Publications & Products
Volume 5, Issue 7

Adapt Presentations to Listeners

The best presentations are tailored to the audience, write communications experts.

The Harvard Business Review staff recently shared an excerpt from the book Presentations. The staff write that leaders should ask several questions to better understand their audience and learn how to cater their message to its needs. Some include:

  • How big will the group be? Who will be absent? "Are you expecting 5, 15 or 50 people?" the authors ask. "The size of the audience affects the type of presentation you'll give and the resources you'll need. Keep track of which people can't attend. Absent stakeholders are stakeholders nonetheless; you'll want to follow up with them afterward."
  • What roles do your audience members perform in your organization? To whom are they accountable? "Having a basic understanding of their responsibilities will help you engage them," they write. "Consider why your message matters to them and how you can make their lives easier. You'll highlight those things when you present."
  • What does the audience already know? What do people need to know? "Don't state the obvious, but give people enough background information to understand what you're saying and how it affects them," the authors write.
  • What are people likely to assume?
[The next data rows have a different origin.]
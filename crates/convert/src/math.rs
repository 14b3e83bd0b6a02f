//! Transcription of mathematical markup into linear text notation.
//!
//! MathML subtrees are first lowered into the closed [`MathNode`] grammar,
//! then transcribed by a pure function. The grammar is total: any node kind
//! it does not recognize becomes [`MathNode::Unknown`], whose transcription
//! is the concatenation of its children, so arbitrary input trees always
//! produce some output.

use crate::fragment::ContentFragment;

/// One node of the math transcription grammar.
#[derive(Debug, Clone, PartialEq)]
pub enum MathNode {
    /// Ordered children transcribed back to back.
    Sequence(Vec<MathNode>),
    /// Square root of the inner expression.
    Sqrt(Box<MathNode>),
    /// Numerator over denominator.
    Fraction(Box<MathNode>, Box<MathNode>),
    /// Base raised to an exponent.
    Superscript(Box<MathNode>, Box<MathNode>),
    /// Base with an index.
    Subscript(Box<MathNode>, Box<MathNode>),
    /// Literal text: identifiers, numbers, operators.
    Leaf(String),
    /// Unrecognized node kind; children pass through.
    Unknown(Vec<MathNode>),
}

/// Transcribe a math tree into linear notation.
pub fn transcribe(node: &MathNode) -> String {
    match node {
        MathNode::Sequence(children) | MathNode::Unknown(children) => {
            children.iter().map(transcribe).collect()
        }
        MathNode::Sqrt(inner) => format!("√({})", transcribe(inner)),
        MathNode::Fraction(num, den) => {
            format!("({})/({})", transcribe(num), transcribe(den))
        }
        MathNode::Superscript(base, exp) => {
            format!("{}^({})", transcribe(base), transcribe(exp))
        }
        MathNode::Subscript(base, idx) => {
            format!("{}_({})", transcribe(base), transcribe(idx))
        }
        MathNode::Leaf(text) => text.clone(),
    }
}

/// Lower a `<math>` element subtree into the grammar.
pub fn from_fragment(fragment: &ContentFragment) -> MathNode {
    match fragment {
        ContentFragment::Text(t) => MathNode::Leaf(t.clone()),
        ContentFragment::Comment(_) => MathNode::Leaf(String::new()),
        ContentFragment::Element { tag, children, .. } => match tag.as_str() {
            "math" | "mrow" => MathNode::Sequence(lower_children(children)),
            "msqrt" => MathNode::Sqrt(Box::new(MathNode::Sequence(lower_children(children)))),
            "mfrac" => {
                // Fewer than two element children transcribes to empty.
                let elems: Vec<&ContentFragment> = children
                    .iter()
                    .filter(|c| matches!(c, ContentFragment::Element { .. }))
                    .collect();
                if elems.len() < 2 {
                    return MathNode::Leaf(String::new());
                }
                MathNode::Fraction(
                    Box::new(from_fragment(elems[0])),
                    Box::new(from_fragment(elems[1])),
                )
            }
            "msup" | "msub" => {
                let operands: Vec<&ContentFragment> = children
                    .iter()
                    .filter(|c| is_operand(c))
                    .collect();
                if operands.len() < 2 {
                    return MathNode::Leaf(String::new());
                }
                let base = Box::new(from_fragment(operands[0]));
                let script = Box::new(from_fragment(operands[1]));
                if tag == "msup" {
                    MathNode::Superscript(base, script)
                } else {
                    MathNode::Subscript(base, script)
                }
            }
            "mi" | "mn" | "mo" => MathNode::Leaf(fragment.text_content()),
            _ => MathNode::Unknown(lower_children(children)),
        },
    }
}

/// Whether a child participates as a math operand: elements and
/// non-whitespace text count; formatting whitespace between tags does not.
fn is_operand(fragment: &ContentFragment) -> bool {
    match fragment {
        ContentFragment::Element { .. } => true,
        ContentFragment::Text(t) => !t.trim().is_empty(),
        ContentFragment::Comment(_) => false,
    }
}

fn lower_children(children: &[ContentFragment]) -> Vec<MathNode> {
    children
        .iter()
        .filter(|c| is_operand(c))
        .map(from_fragment)
        .collect()
}
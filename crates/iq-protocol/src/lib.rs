pub mod resolution;
pub mod rule;
pub mod value;

pub use resolution::*;
pub use rule::*;
pub use value::*;
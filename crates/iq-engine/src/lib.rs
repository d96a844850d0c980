//! Intent query resolution engine.
//!
//! Turns a free-text question about inventory, production-line or lab-test
//! records into a bound, parameterized query and a summarized result:
//!
//! text → `Matcher` (rules from `RuleRepository`) → `EntityExtractor`
//! → `Template` instantiation → `QueryExecutor` → `Aggregator`.
//!
//! `Resolver` wires the stages together; `mock` provides in-memory rule
//! sources and stores for tests and development.

pub mod aggregator;
pub mod dictionary;
pub mod error;
pub mod executor;
pub mod extractor;
pub mod matcher;
pub mod mock;
pub mod record;
pub mod repository;
pub mod resolver;
pub mod source;
pub mod template;

// Re-export key types for convenience
pub use aggregator::{Aggregation, Aggregator, AggregatorConfig, ColumnAliases};
pub use dictionary::{Dictionaries, DictionarySource, DictionaryStore, StaticDictionarySource};
pub use error::{
    ExecutionError, MalformedReason, MalformedRule, ResolutionError, SourceError, SourceResult,
    TemplateError,
};
pub use executor::{QueryExecutor, QueryResult, ResultStatus};
pub use extractor::{EntityExtractor, ExtractedParameters};
pub use matcher::{MatchResult, Matcher};
pub use mock::{MockRuleSource, MockStore, sample_dictionaries, sample_rules};
pub use record::RuleRecord;
pub use repository::{CompiledRule, LoadReport, Rejection, RuleRepository, RuleSet};
pub use resolver::{Candidate, Explanation, Resolver, ResolverConfig};
pub use source::{FileDictionarySource, FileRuleSource, RuleSource};
pub use template::{BoundQuery, BoundValue, Template};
Which of those assumptions are correct and which are incorrect? "Anticipating your audience's assumptions helps you make better choices about how to present your content," they write. "If there's a misperception you need to correct, this might be the time to do it—gently. For example, if your audience believes that the new system you're proposing will take too much time and effort to learn, clearly explain how you'll help ease the transition with training sessions and extra technical support."
  • How well does the audience know you? "If you don't already have strong relationships with the people in the room, you'll need to establish a rapport with them early on," the authors write. "For instance, you might open with an amusing anecdote about your own struggles with the old system you'd like to replace. Show that you share the group's frustrations with the way things are."

This article is from the Advancement Weekly, Aug. 17, 2015 issue.